- [Task description]:
Below are some entries. Copy each line in them that holds "lines".
--- START ---
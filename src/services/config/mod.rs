// 設定管理機能
// 画像サイズ・サンプル数・分割ステップ・ワーカー構成

pub mod implementations;

// 公開API
pub use implementations::DefaultRenderConfig;
// 領域分割 - 2次元の出力領域を互いに重ならない矩形へ分割

use crate::core::{Axis, PartitionError, Region};

/// 分割時の下限ポリシー
///
/// タスクあたりのオーバーヘッドが支配的にならないよう、
/// 公称ステップと軸ごとの分割数に下限を設ける。
#[derive(Debug, Clone, Copy, PartialEq, Eq)]
pub struct PartitionPolicy {
    pub min_x_step: usize,
    pub min_y_step: usize,
    pub min_divisions: usize,
}

impl Default for PartitionPolicy {
    fn default() -> Self {
        Self {
            min_x_step: 1,
            min_y_step: 1,
            min_divisions: 1,
        }
    }
}

impl PartitionPolicy {
    pub fn with_min_step(mut self, min_x_step: usize, min_y_step: usize) -> Self {
        self.min_x_step = min_x_step;
        self.min_y_step = min_y_step;
        self
    }

    pub fn with_min_divisions(mut self, min_divisions: usize) -> Self {
        self.min_divisions = min_divisions;
        self
    }
}

/// 1回の分割で得られた領域列
///
/// `partition` 以外からは構築できないため、保持していること自体が
/// 「全領域が互いに素で、領域全体を覆う」ことの証明になる。
#[derive(Debug, Clone, PartialEq, Eq)]
pub struct Partition {
    width: usize,
    height: usize,
    x_step: usize,
    y_step: usize,
    regions: Vec<Region>,
}

impl Partition {
    pub fn width(&self) -> usize {
        self.width
    }

    pub fn height(&self) -> usize {
        self.height
    }

    pub fn step(&self) -> (usize, usize) {
        (self.x_step, self.y_step)
    }

    /// 行優先（y外側、x内側）の領域列
    pub fn regions(&self) -> &[Region] {
        &self.regions
    }

    pub fn len(&self) -> usize {
        self.regions.len()
    }

    pub fn is_empty(&self) -> bool {
        self.regions.is_empty()
    }

    pub fn iter(&self) -> std::slice::Iter<'_, Region> {
        self.regions.iter()
    }
}

impl<'a> IntoIterator for &'a Partition {
    type Item = &'a Region;
    type IntoIter = std::slice::Iter<'a, Region>;

    fn into_iter(self) -> Self::IntoIter {
        self.regions.iter()
    }
}

fn check_axis(
    axis: Axis,
    step: usize,
    extent: usize,
    min_step: usize,
    min_divisions: usize,
) -> Result<(), PartitionError> {
    if step == 0 {
        return Err(PartitionError::ZeroStep { axis });
    }
    if step > extent {
        return Err(PartitionError::StepExceedsDomain { axis, step, extent });
    }
    if step < min_step {
        return Err(PartitionError::StepBelowMinimum {
            axis,
            step,
            minimum: min_step,
        });
    }
    // 切り詰められた末尾の帯は数えない
    let divisions = extent / step;
    if divisions < min_divisions {
        return Err(PartitionError::TooFewDivisions {
            axis,
            divisions,
            minimum: min_divisions,
        });
    }
    Ok(())
}

/// 既定ポリシーで `width x height` を `(x_step, y_step)` ごとに分割
pub fn partition(
    width: usize,
    height: usize,
    x_step: usize,
    y_step: usize,
) -> Result<Partition, PartitionError> {
    partition_with_policy(width, height, x_step, y_step, &PartitionPolicy::default())
}

/// ポリシーを指定して分割
///
/// 末尾の行・列は領域内に収まるよう切り詰められる。
pub fn partition_with_policy(
    width: usize,
    height: usize,
    x_step: usize,
    y_step: usize,
    policy: &PartitionPolicy,
) -> Result<Partition, PartitionError> {
    if width == 0 || height == 0 {
        return Err(PartitionError::EmptyDomain { width, height });
    }
    check_axis(
        Axis::X,
        x_step,
        width,
        policy.min_x_step,
        policy.min_divisions,
    )?;
    check_axis(
        Axis::Y,
        y_step,
        height,
        policy.min_y_step,
        policy.min_divisions,
    )?;

    let columns = width.div_ceil(x_step);
    let rows = height.div_ceil(y_step);
    let mut regions = Vec::with_capacity(columns * rows);

    for y in (0..height).step_by(y_step) {
        for x in (0..width).step_by(x_step) {
            regions.push(Region::new(
                x,
                (x + x_step).min(width),
                y,
                (y + y_step).min(height),
            ));
        }
    }

    Ok(Partition {
        width,
        height,
        x_step,
        y_step,
        regions,
    })
}
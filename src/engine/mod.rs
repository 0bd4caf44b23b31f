// エンジン層 - 並列レンダリングのオーケストレーション
// サービス層とワーカープールを組み合わせて高レベルな処理を提供

pub mod api;
pub mod render_engine;

// 公開API - 主要エンジンクラス
pub use api::{
    build_path_tracer, create_default_render_engine, create_quiet_render_engine, render_to_sink,
};
pub use render_engine::{RenderEngine, RenderOutput};
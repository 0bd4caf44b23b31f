// タイル分割パストレーサー
// 固定数ワーカーのスレッドプールで、画像を互いに重ならない領域ごとに並列レンダリングする

pub mod cli;
pub mod core;
pub mod engine;
pub mod partition;
pub mod pool;
pub mod scene;
pub mod services;
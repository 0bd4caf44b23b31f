// 進捗監視機能
// レンダリング開始・領域完了・完了サマリーの報告

pub mod implementations;

// 公開API
pub use implementations::{ConsoleProgressReporter, NoOpProgressReporter};
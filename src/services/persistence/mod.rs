// データ永続化機能
// レンダリング画像の書き出しと実行サマリーの保存

pub mod implementations;

// 公開API
pub use implementations::{
    encode_ppm, sink_for_path, write_summary_json, ImageFileSink, MemorySink, PpmSink,
};
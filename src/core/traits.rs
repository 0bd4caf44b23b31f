// タイルレンダリングのトレイト定義
// プール設定・進捗報告・領域レンダラー・画像出力の抽象化インターフェース

use super::types::{QueueMode, RenderSummary, Rgb8Image};
use crate::services::frame_buffer::RegionView;
use anyhow::Result;
use mockall::automock;

/// ワーカープールの設定を抽象化するトレイト
#[automock]
pub trait PoolConfig: Send + Sync {
    /// ワーカースレッド数を取得
    fn thread_count(&self) -> usize;

    /// キューの待機方式を取得
    fn queue_mode(&self) -> QueueMode;
}

// PoolConfig for Box<dyn PoolConfig>
impl PoolConfig for Box<dyn PoolConfig> {
    fn thread_count(&self) -> usize {
        self.as_ref().thread_count()
    }

    fn queue_mode(&self) -> QueueMode {
        self.as_ref().queue_mode()
    }
}

/// 進捗報告の抽象化トレイト
///
/// `report_progress` はワーカースレッドから並行に呼ばれる。
#[automock]
pub trait ProgressReporter: Send + Sync {
    /// 処理開始時の報告
    fn report_started(&self, total_regions: usize, thread_count: usize);

    /// 領域1つの完了報告
    fn report_progress(&self, completed: usize, total: usize);

    /// 処理完了時の報告
    fn report_completed(&self, summary: &RenderSummary);
}

// ProgressReporter for Box<dyn ProgressReporter>
impl ProgressReporter for Box<dyn ProgressReporter> {
    fn report_started(&self, total_regions: usize, thread_count: usize) {
        self.as_ref().report_started(total_regions, thread_count)
    }

    fn report_progress(&self, completed: usize, total: usize) {
        self.as_ref().report_progress(completed, total)
    }

    fn report_completed(&self, summary: &RenderSummary) {
        self.as_ref().report_completed(summary)
    }
}

/// 1つの領域を計算して共有バッファへ書き込む処理
///
/// 異なる領域に対して複数スレッドから同時に呼ばれる。
/// 書き込めるのは `view` が指す領域のセルだけで、同じプールへタスクを投入してはならない。
pub trait RegionRenderer: Send + Sync {
    /// 出力バッファの1セルの型
    type Cell: Default + Send + 'static;

    /// 領域をレンダリング
    fn render_region(&self, view: &mut RegionView<Self::Cell>);

    /// レンダリング後の統計値（最大パス深度など）
    fn max_depth(&self) -> usize {
        0
    }

    /// 統計値を初期化する。1回のレンダリングの開始時に呼ばれる
    fn reset_stats(&self) {}
}

/// レンダリング結果の出力先を抽象化するトレイト
#[automock]
pub trait ImageSink: Send + Sync {
    /// 8bit RGB画像を書き出す
    fn write_image(&self, image: &Rgb8Image) -> Result<()>;
}

// ImageSink for Box<dyn ImageSink>
impl ImageSink for Box<dyn ImageSink> {
    fn write_image(&self, image: &Rgb8Image) -> Result<()> {
        self.as_ref().write_image(image)
    }
}
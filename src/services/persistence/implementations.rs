// データ永続化の具象実装

use crate::core::{ImageSink, RenderSummary, Rgb8Image};
use anyhow::{Context, Result};
use std::fs::{self, File};
use std::io::{self, BufWriter, Write};
use std::path::{Path, PathBuf};
use std::sync::{Arc, Mutex, PoisonError};

/// 画像をプレーンPPM（P3）形式で書き出す
///
/// ヘッダー `P3\n{W} {H}\n255\n` の後、上の行から1ピクセル1行で `R G B` を出力する。
pub fn encode_ppm<W: Write>(image: &Rgb8Image, writer: &mut W) -> io::Result<()> {
    write!(writer, "P3\n{} {}\n255\n", image.width, image.height)?;
    for [r, g, b] in &image.pixels {
        writeln!(writer, "{r} {g} {b}")?;
    }
    Ok(())
}

/// 親ディレクトリが存在しない場合は作成
fn ensure_parent_dir(path: &Path) -> Result<()> {
    if let Some(parent) = path.parent().filter(|p| !p.as_os_str().is_empty()) {
        fs::create_dir_all(parent)
            .map_err(|e| anyhow::anyhow!("ディレクトリ作成エラー: {e}"))?;
    }
    Ok(())
}

/// PPMファイルへの出力実装
#[derive(Debug, Clone)]
pub struct PpmSink {
    path: PathBuf,
}

impl PpmSink {
    pub fn new<P: AsRef<Path>>(path: P) -> Self {
        Self {
            path: path.as_ref().to_path_buf(),
        }
    }

    pub fn path(&self) -> &Path {
        &self.path
    }
}

impl ImageSink for PpmSink {
    fn write_image(&self, image: &Rgb8Image) -> Result<()> {
        ensure_parent_dir(&self.path)?;
        let file = File::create(&self.path)
            .map_err(|e| anyhow::anyhow!("ファイル作成エラー: {e}"))?;
        let mut writer = BufWriter::new(file);
        encode_ppm(image, &mut writer).map_err(|e| anyhow::anyhow!("書き込みエラー: {e}"))?;
        writer
            .flush()
            .map_err(|e| anyhow::anyhow!("フラッシュエラー: {e}"))?;
        log::debug!("wrote {}", self.path.display());
        Ok(())
    }
}

/// `image` クレートによる出力実装（PNGなど、形式は拡張子から判定）
#[derive(Debug, Clone)]
pub struct ImageFileSink {
    path: PathBuf,
}

impl ImageFileSink {
    pub fn new<P: AsRef<Path>>(path: P) -> Self {
        Self {
            path: path.as_ref().to_path_buf(),
        }
    }

    pub fn path(&self) -> &Path {
        &self.path
    }
}

impl ImageSink for ImageFileSink {
    fn write_image(&self, image: &Rgb8Image) -> Result<()> {
        let width = u32::try_from(image.width)
            .with_context(|| format!("画像の幅 {} が大きすぎます", image.width))?;
        let height = u32::try_from(image.height)
            .with_context(|| format!("画像の高さ {} が大きすぎます", image.height))?;
        let raw: Vec<u8> = image.pixels.iter().flatten().copied().collect();
        let buffer = image::RgbImage::from_raw(width, height, raw)
            .context("画素数が画像サイズと一致しません")?;

        ensure_parent_dir(&self.path)?;
        buffer
            .save(&self.path)
            .with_context(|| format!("画像の保存に失敗しました: {}", self.path.display()))?;
        log::debug!("wrote {}", self.path.display());
        Ok(())
    }
}

/// メモリ内保存の出力実装（テスト用）
///
/// 書き込まれた画像をPPM形式のバイト列として保持する。
#[derive(Debug, Clone, Default)]
pub struct MemorySink {
    bytes: Arc<Mutex<Vec<u8>>>,
}

impl MemorySink {
    pub fn new() -> Self {
        Self::default()
    }

    /// 保存されたバイト列を取得
    pub fn contents(&self) -> Vec<u8> {
        self.bytes
            .lock()
            .unwrap_or_else(PoisonError::into_inner)
            .clone()
    }

    /// 保存された内容を文字列として取得
    pub fn contents_string(&self) -> String {
        String::from_utf8_lossy(&self.contents()).into_owned()
    }
}

impl ImageSink for MemorySink {
    fn write_image(&self, image: &Rgb8Image) -> Result<()> {
        let mut encoded = Vec::new();
        encode_ppm(image, &mut encoded)?;
        *self.bytes.lock().unwrap_or_else(PoisonError::into_inner) = encoded;
        Ok(())
    }
}

/// 拡張子に応じた出力先を作成
///
/// `.ppm` はPPM出力、それ以外は `image` クレートが対応する形式のみ受け付ける。
pub fn sink_for_path(path: &Path) -> Result<Box<dyn ImageSink>> {
    let is_ppm = path
        .extension()
        .is_some_and(|ext| ext.eq_ignore_ascii_case("ppm"));
    if is_ppm {
        return Ok(Box::new(PpmSink::new(path)));
    }

    image::ImageFormat::from_path(path)
        .with_context(|| format!("未対応の出力形式です: {}", path.display()))?;
    Ok(Box::new(ImageFileSink::new(path)))
}

/// 実行サマリーをJSONファイルへ保存
pub fn write_summary_json(path: &Path, summary: &RenderSummary) -> Result<()> {
    ensure_parent_dir(path)?;
    let json_str = serde_json::to_string_pretty(summary)
        .map_err(|e| anyhow::anyhow!("JSON変換エラー: {e}"))?;
    fs::write(path, json_str).map_err(|e| anyhow::anyhow!("書き込みエラー: {e}"))?;
    Ok(())
}

#[cfg(test)]
mod tests {
    use super::*;
    use crate::core::MockImageSink;
    use chrono::Utc;
    use tempfile::TempDir;

    fn checker(width: usize, height: usize) -> Rgb8Image {
        let pixels = (0..width * height)
            .map(|i| if i % 2 == 0 { [255, 0, 0] } else { [0, 0, 255] })
            .collect();
        Rgb8Image {
            width,
            height,
            pixels,
        }
    }

    #[test]
    fn test_encode_ppm_format() {
        let mut out = Vec::new();
        encode_ppm(&checker(2, 1), &mut out).unwrap();

        assert_eq!(String::from_utf8(out).unwrap(), "P3\n2 1\n255\n255 0 0\n0 0 255\n");
    }

    #[test]
    fn test_ppm_sink_writes_file() {
        let temp_dir = TempDir::new().unwrap();
        let path = temp_dir.path().join("nested").join("out.ppm");
        let sink = PpmSink::new(&path);

        sink.write_image(&checker(4, 3)).unwrap();

        let content = fs::read_to_string(&path).unwrap();
        let lines: Vec<&str> = content.lines().collect();
        assert_eq!(&lines[..3], &["P3", "4 3", "255"]);
        assert_eq!(lines.len(), 3 + 12);
    }

    #[test]
    fn test_image_file_sink_writes_png() {
        let temp_dir = TempDir::new().unwrap();
        let path = temp_dir.path().join("out.png");

        ImageFileSink::new(&path).write_image(&checker(4, 3)).unwrap();

        let loaded = image::open(&path).unwrap().to_rgb8();
        assert_eq!(loaded.dimensions(), (4, 3));
        assert_eq!(loaded.get_pixel(0, 0).0, [255, 0, 0]);
        assert_eq!(loaded.get_pixel(1, 0).0, [0, 0, 255]);
    }

    #[test]
    fn test_image_file_sink_rejects_short_pixels() {
        let temp_dir = TempDir::new().unwrap();
        let mut image = checker(4, 3);
        image.pixels.pop();

        let result = ImageFileSink::new(temp_dir.path().join("out.png")).write_image(&image);
        assert!(result.is_err());
    }

    #[test]
    #[cfg(target_pointer_width = "64")]
    fn test_image_file_sink_rejects_oversized_width() {
        let temp_dir = TempDir::new().unwrap();
        let path = temp_dir.path().join("out.png");
        let image = Rgb8Image {
            width: u32::MAX as usize + 1,
            height: 0,
            pixels: Vec::new(),
        };

        let error = ImageFileSink::new(&path).write_image(&image).unwrap_err();

        assert!(error.to_string().contains("大きすぎます"));
        assert!(!path.exists());
    }

    #[test]
    fn test_memory_sink() {
        let sink = MemorySink::new();
        let shared = sink.clone();

        sink.write_image(&checker(1, 1)).unwrap();

        assert_eq!(shared.contents_string(), "P3\n1 1\n255\n255 0 0\n");
    }

    #[test]
    fn test_sink_for_path_by_extension() {
        assert!(sink_for_path(Path::new("image.ppm")).is_ok());
        assert!(sink_for_path(Path::new("IMAGE.PPM")).is_ok());
        assert!(sink_for_path(Path::new("image.png")).is_ok());
        assert!(sink_for_path(Path::new("image.unknown")).is_err());
        assert!(sink_for_path(Path::new("image")).is_err());
    }

    #[test]
    fn test_boxed_sink_delegates() {
        let mut mock = MockImageSink::new();
        mock.expect_write_image()
            .withf(|image| image.width == 2 && image.height == 1)
            .times(1)
            .returning(|_| Ok(()));

        let sink: Box<dyn ImageSink> = Box::new(mock);
        sink.write_image(&checker(2, 1)).unwrap();
    }

    #[test]
    fn test_write_summary_json() {
        let temp_dir = TempDir::new().unwrap();
        let path = temp_dir.path().join("summary.json");
        let summary = RenderSummary {
            width: 4,
            height: 3,
            samples: 1,
            x_step: 2,
            y_step: 1,
            thread_count: 2,
            queue_mode: "spin".to_string(),
            total_regions: 6,
            completed_regions: 6,
            faulted_regions: 0,
            elapsed_ms: 1,
            max_depth: 7,
            rendered_at: Utc::now(),
        };

        write_summary_json(&path, &summary).unwrap();

        let restored: RenderSummary =
            serde_json::from_str(&fs::read_to_string(&path).unwrap()).unwrap();
        assert_eq!(restored, summary);
    }
}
--- END ---
- [Response area]:
        let lines: Vec<&str> = content.lines().collect();
        assert_eq!(&lines[..3], &["P3", "4 3", "255"]);
        assert_eq!(lines.len(), 3 + 12);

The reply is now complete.